**WHAT TO WORK ON**
In how many lines of the records does "write" appear? Answer with one number.

[Stored dataset items]

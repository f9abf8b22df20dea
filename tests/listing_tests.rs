//! Tests for the rendered listings against live filesystem metadata.

use std::fs;

use chrono::{DateTime, Local};
use dupcleaner::duplicates::group_by_fingerprint;
use dupcleaner::output::{max_path_width, Lister};
use dupcleaner::scanner::DigestConfig;
use tempfile::TempDir;

fn ctime_style(t: std::time::SystemTime) -> String {
    let datetime: DateTime<Local> = t.into();
    datetime.format("%a %b %e %H:%M:%S %Y").to_string()
}

#[test]
fn machine_rows_round_trip_storage_metadata() {
    let dir = TempDir::new().unwrap();
    let a = dir.path().join("a.bin");
    let b = dir.path().join("b.bin");
    fs::write(&a, b"0123456789abcdef").unwrap();
    fs::write(&b, b"0123456789abcdef").unwrap();

    let groups =
        group_by_fingerprint(&[a.clone(), b.clone()], DigestConfig::new(true, true), false)
            .unwrap();
    assert_eq!(groups.len(), 1);

    let lister = Lister::new(true, None);
    let mut buf = Vec::new();
    lister
        .print_header(&mut buf, &groups[0].fingerprint)
        .unwrap();
    lister
        .print_files(&mut buf, &groups[0].fingerprint, &groups[0].files)
        .unwrap();
    let out = String::from_utf8(buf).unwrap();

    let lines: Vec<&str> = out.lines().collect();
    assert_eq!(lines[0], "MD5|SHA-1|File|Creation|Last Modification|Size");
    assert_eq!(lines.len(), 3);

    for (line, path) in lines[1..].iter().zip([&a, &b]) {
        let meta = fs::metadata(path).unwrap();
        let fields: Vec<&str> = line.split('|').collect();
        assert_eq!(fields.len(), 6);
        assert_eq!(fields[0], groups[0].fingerprint.md5_hex());
        assert_eq!(fields[1], groups[0].fingerprint.sha1_hex());
        assert_eq!(fields[2], path.display().to_string());
        assert_eq!(
            fields[3],
            ctime_style(meta.created().unwrap_or_else(|_| meta.modified().unwrap()))
        );
        assert_eq!(fields[4], ctime_style(meta.modified().unwrap()));
        assert_eq!(fields[5], meta.len().to_string());
    }
}

#[test]
fn human_listing_uses_global_alignment_width() {
    let dir = TempDir::new().unwrap();
    let short = dir.path().join("s");
    let long = dir.path().join("considerably-longer-file-name.dat");
    fs::write(&short, b"dup").unwrap();
    fs::write(&long, b"dup").unwrap();

    let groups =
        group_by_fingerprint(&[short, long], DigestConfig::default(), false).unwrap();
    let width = max_path_width(&groups);

    let lister = Lister::new(false, Some(width));
    let mut buf = Vec::new();
    lister
        .print_files(&mut buf, &groups[0].fingerprint, &groups[0].files)
        .unwrap();
    let out = String::from_utf8(buf).unwrap();

    let positions: Vec<usize> = out
        .lines()
        .map(|l| l.find("Created:").unwrap())
        .collect();
    assert_eq!(positions.len(), 2);
    assert_eq!(positions[0], positions[1]);
    // "[1] " prefix plus the padded path column.
    assert_eq!(positions[0], 4 + width + 1);
}

#[test]
fn human_header_shows_both_digests() {
    let dir = TempDir::new().unwrap();
    let a = dir.path().join("a");
    let b = dir.path().join("b");
    fs::write(&a, b"x").unwrap();
    fs::write(&b, b"x").unwrap();

    let groups =
        group_by_fingerprint(&[a, b], DigestConfig::new(true, true), false).unwrap();

    let lister = Lister::new(false, None);
    let mut buf = Vec::new();
    lister
        .print_header(&mut buf, &groups[0].fingerprint)
        .unwrap();
    let out = String::from_utf8(buf).unwrap();

    let md5 = groups[0].fingerprint.md5_hex();
    let sha1 = groups[0].fingerprint.sha1_hex();
    assert_eq!(out, format!("Files with key [MD5:{md5} SHA-1:{sha1}]:\n"));
    assert_eq!(md5.len(), 32);
    assert_eq!(sha1.len(), 40);
}

#[test]
fn vanished_file_still_renders_a_row() {
    let dir = TempDir::new().unwrap();
    let a = dir.path().join("a");
    let b = dir.path().join("b");
    fs::write(&a, b"x").unwrap();
    fs::write(&b, b"x").unwrap();

    let groups = group_by_fingerprint(&[a.clone(), b], DigestConfig::default(), false).unwrap();

    // Simulate an operator deleting the file out-of-band mid-session.
    fs::remove_file(&a).unwrap();

    let lister = Lister::new(true, None);
    let mut buf = Vec::new();
    lister
        .print_files(&mut buf, &groups[0].fingerprint, &groups[0].files)
        .unwrap();
    let out = String::from_utf8(buf).unwrap();

    let first = out.lines().next().unwrap();
    assert!(first.contains(&a.display().to_string()));
    assert!(first.ends_with("|0"));
}

#[test]
fn per_group_alignment_when_no_global_width() {
    let dir = TempDir::new().unwrap();
    let a = dir.path().join("a");
    let abcdef = dir.path().join("abcdef");
    fs::write(&a, b"y").unwrap();
    fs::write(&abcdef, b"y").unwrap();

    let groups =
        group_by_fingerprint(&[a, abcdef], DigestConfig::default(), false).unwrap();

    let lister = Lister::new(false, None);
    let mut buf = Vec::new();
    lister
        .print_files(&mut buf, &groups[0].fingerprint, &groups[0].files)
        .unwrap();
    let out = String::from_utf8(buf).unwrap();

    let positions: Vec<usize> = out
        .lines()
        .map(|l| l.find("Created:").unwrap())
        .collect();
    assert_eq!(positions[0], positions[1]);
}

**RESULT**
10